The companies subject to the unnamed claims are not accused of wrongdoing and will only be approved by the court if they are part of an “identifiable” group and are being used by the CRA to check tax compliance.

Meanwhile, Canada's anti-money laundering agency FINTRAC this year imposed hefty fines on crypto firms for failing to comply with the country's Proceeds of Crime (Money Laundering) and Terrorist Financing Act.

In October, FINTRAC announced a record fine of nearly $177 million against Xeltox Enterprises Ltd., which is registered as operating out of a mailbox rental business in Vancouver.

It also fined Seychelles-based cryptocurrency exchange Peken Global Ltd., operating as KuCoin, more than $19.5 million for failing to register as a foreign money services company in September.

Neither Xeltox nor Kucoin have branches or employees in Canada, but both companies have hired Canadian lawyers to fight the fines in Federal Court.

Without borders, but not without law

Jessica Davis, president of Insight Threat Intelligence, is a illicit finance expert who once worked for FINTRAC and the Canadian Security Intelligence Service.

She said the $100 million resulting from the cryptocurrency-related audit was “pretty significant.”

Davis said she was surprised that no criminal charges had been filed yet as cryptoassets have been around for many years, but it took time for awareness to reach the “mainstream”.

“I think people still don't fully understand that profits made from cryptocurrency are actually taxable, which is kind of funny,” she said. “I think people for a long time thought they were outside the box, which obviously isn’t true.”

She said Canada is doing “very well” on the regulatory front, and while the space is borderless, it is not “lawless.”

“Where we have more problems is with enforcement. That is, actually continuing to investigate financial crimes, actually bringing those charges and demonstrating the effectiveness of our regime.”

She said the RCMP's federal and contract policing model meant resources to investigate financial crimes could be “spent on supporting other investigations.”

“I would probably say that Canadians are much less concerned about financial crime than they are about other things, whether that's fair or not. And I would also say that politically the RCMP and other law enforcement agencies in Canada have not been required to actually show results on financial crime,” she said.

This year's budget does include a provision to create a Canadian financial crimes agency by spring 2026, but Davis said details of its mandate and structure remain unclear.

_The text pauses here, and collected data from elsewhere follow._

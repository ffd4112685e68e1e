// Copyright (C) 2026 Fred Clausen
// Use of this source code is governed by an MIT-style
// license that can be found in the LICENSE file or at
// https://opensource.org/licenses/MIT.

//! Error types for the API layer.

use crate::password_policy::PasswordPolicyError;
use cutshop::{CoreError, RepositoryError};
use cutshop_domain::DomainError;

/// Authentication and authorization errors.
#[derive(Debug, Clone, PartialEq)]
pub enum AuthError {
    /// Authentication failed.
    AuthenticationFailed {
        /// The reason authentication failed.
        reason: String,
    },
    /// No principal is signed in and the action requires one.
    AuthRequired {
        /// The resource or action that was attempted.
        resource: String,
    },
    /// The principal is valid but not authorized.
    Unauthorized {
        /// The action that was attempted.
        action: String,
        /// The roles permitted to perform this action.
        required_roles: String,
    },
}

impl std::fmt::Display for AuthError {
    fn fmt(&self, f: &mut std::fmt::Formatter<'_>) -> std::fmt::Result {
        match self {
            Self::AuthenticationFailed { reason } => {
                write!(f, "Authentication failed: {reason}")
            }
            Self::AuthRequired { resource } => {
                write!(f, "Authentication required for '{resource}'")
            }
            Self::Unauthorized {
                action,
                required_roles,
            } => {
                write!(f, "Unauthorized: '{action}' requires one of: {required_roles}")
            }
        }
    }
}

impl std::error::Error for AuthError {}

/// API-level errors.
///
/// These are distinct from domain/core errors and represent the API
/// contract. Nothing here is fatal: denial renders a message, a missing
/// session redirects to sign-in, and a rejected transition leaves state
/// untouched.
#[derive(Debug, Clone, PartialEq)]
pub enum ApiError {
    /// Authentication failed.
    AuthenticationFailed {
        /// The reason authentication failed.
        reason: String,
    },
    /// No principal is signed in; the caller should redirect to sign-in.
    AuthRequired {
        /// The resource or action that was attempted.
        resource: String,
    },
    /// The principal is valid but not authorized for this resource or
    /// action; the caller should render a denial, not redirect.
    AccessDenied {
        /// The resource or action that was attempted.
        resource: String,
        /// A human-readable description of the denial.
        message: String,
    },
    /// A job order status transition was rejected. No mutation occurred.
    InvalidTransition {
        /// The order's current status.
        from: String,
        /// The requested status.
        to: String,
        /// Why the transition was rejected.
        reason: String,
    },
    /// A domain rule was violated.
    DomainRuleViolation {
        /// The rule that was violated.
        rule: String,
        /// A human-readable description of the violation.
        message: String,
    },
    /// Invalid input was provided.
    InvalidInput {
        /// The field that was invalid.
        field: String,
        /// A human-readable description of the error.
        message: String,
    },
    /// A requested resource was not found.
    ResourceNotFound {
        /// The type of resource that was not found.
        resource_type: String,
        /// A human-readable description of what was not found.
        message: String,
    },
    /// Password policy violation.
    PasswordPolicyViolation {
        /// A human-readable description of the policy violation.
        message: String,
    },
    /// An internal error occurred.
    Internal {
        /// A description of the internal error.
        message: String,
    },
}

impl std::fmt::Display for ApiError {
    fn fmt(&self, f: &mut std::fmt::Formatter<'_>) -> std::fmt::Result {
        match self {
            Self::AuthenticationFailed { reason } => {
                write!(f, "Authentication failed: {reason}")
            }
            Self::AuthRequired { resource } => {
                write!(f, "Authentication required for '{resource}'")
            }
            Self::AccessDenied { resource, message } => {
                write!(f, "Access denied for '{resource}': {message}")
            }
            Self::InvalidTransition { from, to, reason } => {
                write!(f, "Invalid transition from '{from}' to '{to}': {reason}")
            }
            Self::DomainRuleViolation { rule, message } => {
                write!(f, "Domain rule violation ({rule}): {message}")
            }
            Self::InvalidInput { field, message } => {
                write!(f, "Invalid input for field '{field}': {message}")
            }
            Self::ResourceNotFound {
                resource_type,
                message,
            } => {
                write!(f, "{resource_type} not found: {message}")
            }
            Self::PasswordPolicyViolation { message } => {
                write!(f, "Password policy violation: {message}")
            }
            Self::Internal { message } => {
                write!(f, "Internal error: {message}")
            }
        }
    }
}

impl std::error::Error for ApiError {}

impl From<AuthError> for ApiError {
    fn from(err: AuthError) -> Self {
        match err {
            AuthError::AuthenticationFailed { reason } => Self::AuthenticationFailed { reason },
            AuthError::AuthRequired { resource } => Self::AuthRequired { resource },
            AuthError::Unauthorized {
                action,
                required_roles,
            } => Self::AccessDenied {
                resource: action,
                message: format!("requires one of: {required_roles}"),
            },
        }
    }
}

impl From<PasswordPolicyError> for ApiError {
    fn from(err: PasswordPolicyError) -> Self {
        Self::PasswordPolicyViolation {
            message: err.to_string(),
        }
    }
}

impl From<RepositoryError> for ApiError {
    fn from(err: RepositoryError) -> Self {
        match err {
            RepositoryError::NotFound(message) => Self::ResourceNotFound {
                resource_type: String::from("Record"),
                message,
            },
            RepositoryError::Storage(message) => Self::Internal { message },
        }
    }
}

/// Translates a domain error into an API error.
///
/// This translation is explicit so domain errors are never leaked
/// directly. An unknown role string is translated to a denial: default
/// deny, never "any role".
#[must_use]
pub fn translate_domain_error(err: DomainError) -> ApiError {
    match err {
        DomainError::UnknownRole(role) => ApiError::AccessDenied {
            resource: String::from("role"),
            message: format!("role '{role}' is not recognized"),
        },
        DomainError::UnknownStatus(status) => ApiError::InvalidInput {
            field: String::from("status"),
            message: format!("Unknown job order status: '{status}'"),
        },
        DomainError::UnknownPriority(priority) => ApiError::InvalidInput {
            field: String::from("priority"),
            message: format!("Unknown priority: '{priority}'"),
        },
        DomainError::UnknownSteelType(steel_type) => ApiError::InvalidInput {
            field: String::from("steel_type"),
            message: format!("Unknown steel type: '{steel_type}'"),
        },
        DomainError::UnknownAdjustmentKind(kind) => ApiError::InvalidInput {
            field: String::from("kind"),
            message: format!("Unknown adjustment kind: '{kind}'"),
        },
        DomainError::InvalidStatusTransition { from, to, reason } => ApiError::InvalidTransition {
            from,
            to,
            reason,
        },
        DomainError::EmptyPoNumber => ApiError::InvalidInput {
            field: String::from("po_number"),
            message: String::from("Purchase order number is required"),
        },
        DomainError::EmptyCustomerName => ApiError::InvalidInput {
            field: String::from("customer_name"),
            message: String::from("Customer name is required"),
        },
        DomainError::EmptyEmployeeName => ApiError::InvalidInput {
            field: String::from("name"),
            message: String::from("Employee name is required"),
        },
        DomainError::EmptyEmployeeCode => ApiError::InvalidInput {
            field: String::from("employee_code"),
            message: String::from("Employee code is required"),
        },
        DomainError::EmptyAdjustmentReason => ApiError::InvalidInput {
            field: String::from("reason"),
            message: String::from("Adjustment reason is required"),
        },
        DomainError::InvalidQuantity { quantity } => ApiError::InvalidInput {
            field: String::from("quantity"),
            message: format!("Quantity must be greater than 0, got {quantity}"),
        },
        DomainError::InvalidDimension { field, value } => ApiError::InvalidInput {
            field: field.to_string(),
            message: format!("Must be greater than 0, got {value}"),
        },
        DomainError::CompletedQuantityExceedsQuantity {
            completed,
            quantity,
        } => ApiError::DomainRuleViolation {
            rule: String::from("completed_within_quantity"),
            message: format!("Completed quantity {completed} exceeds ordered quantity {quantity}"),
        },
        DomainError::InvalidWeight { value } => ApiError::InvalidInput {
            field: String::from("weight_kg"),
            message: format!("Weight must be greater than 0, got {value}"),
        },
        DomainError::InvalidPrice { value } => ApiError::InvalidInput {
            field: String::from("price"),
            message: format!("Price must not be negative, got {value}"),
        },
        DomainError::InvalidSalary { field, value } => ApiError::InvalidInput {
            field: field.to_string(),
            message: format!("Salary must not be negative, got {value}"),
        },
        DomainError::ZeroAdjustmentAmount => ApiError::InvalidInput {
            field: String::from("amount"),
            message: String::from("Adjustment amount must not be zero"),
        },
        DomainError::EmployeeMismatch { expected, found } => ApiError::DomainRuleViolation {
            rule: String::from("adjustment_targets_employee"),
            message: format!(
                "Adjustment targets employee {expected} but was applied to employee {found}"
            ),
        },
        DomainError::InvalidEmail(email) => ApiError::InvalidInput {
            field: String::from("email"),
            message: format!("Invalid email address: '{email}'"),
        },
        DomainError::DateOutOfRange { reason } => ApiError::Internal {
            message: format!("Date computation out of range: {reason}"),
        },
    }
}

/// Translates a core error into an API error.
///
/// This translation is explicit so core errors are never leaked directly.
#[must_use]
pub fn translate_core_error(err: CoreError) -> ApiError {
    match err {
        CoreError::DomainViolation(domain_err) => translate_domain_error(domain_err),
        CoreError::InvalidTransition {
            from, to, reason, ..
        } => ApiError::InvalidTransition {
            from: from.as_str().to_string(),
            to: to.as_str().to_string(),
            reason,
        },
    }
}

“It's been on different budgets and different iterations,” she said. “So I think this time I'm a little, maybe I'll say cautiously optimistic, but I'm going to wait and see what happens before I spend too much energy thinking about it.”

A federal court granted the CRA's unnamed parties request against Dapper Labs in September, nearly five years after it issued such a request to Toronto-based Coinsquare Ltd.

“CRA continues to address non-compliance by taxpayers/registrants identified during this UPR; therefore, we cannot provide a definitive estimate of the number or value of the resulting revaluations,” the agency said.

Finance Minister Francois-Philippe Champagne announced in October that the new financial crimes agency would “investigate complex cases of money laundering, organized criminal activity and online financial fraud.”

The agency, Treasury Canada said, will be “Canada's first organization dedicated to investigating complex financial crimes and recovering illicit proceeds from criminals.”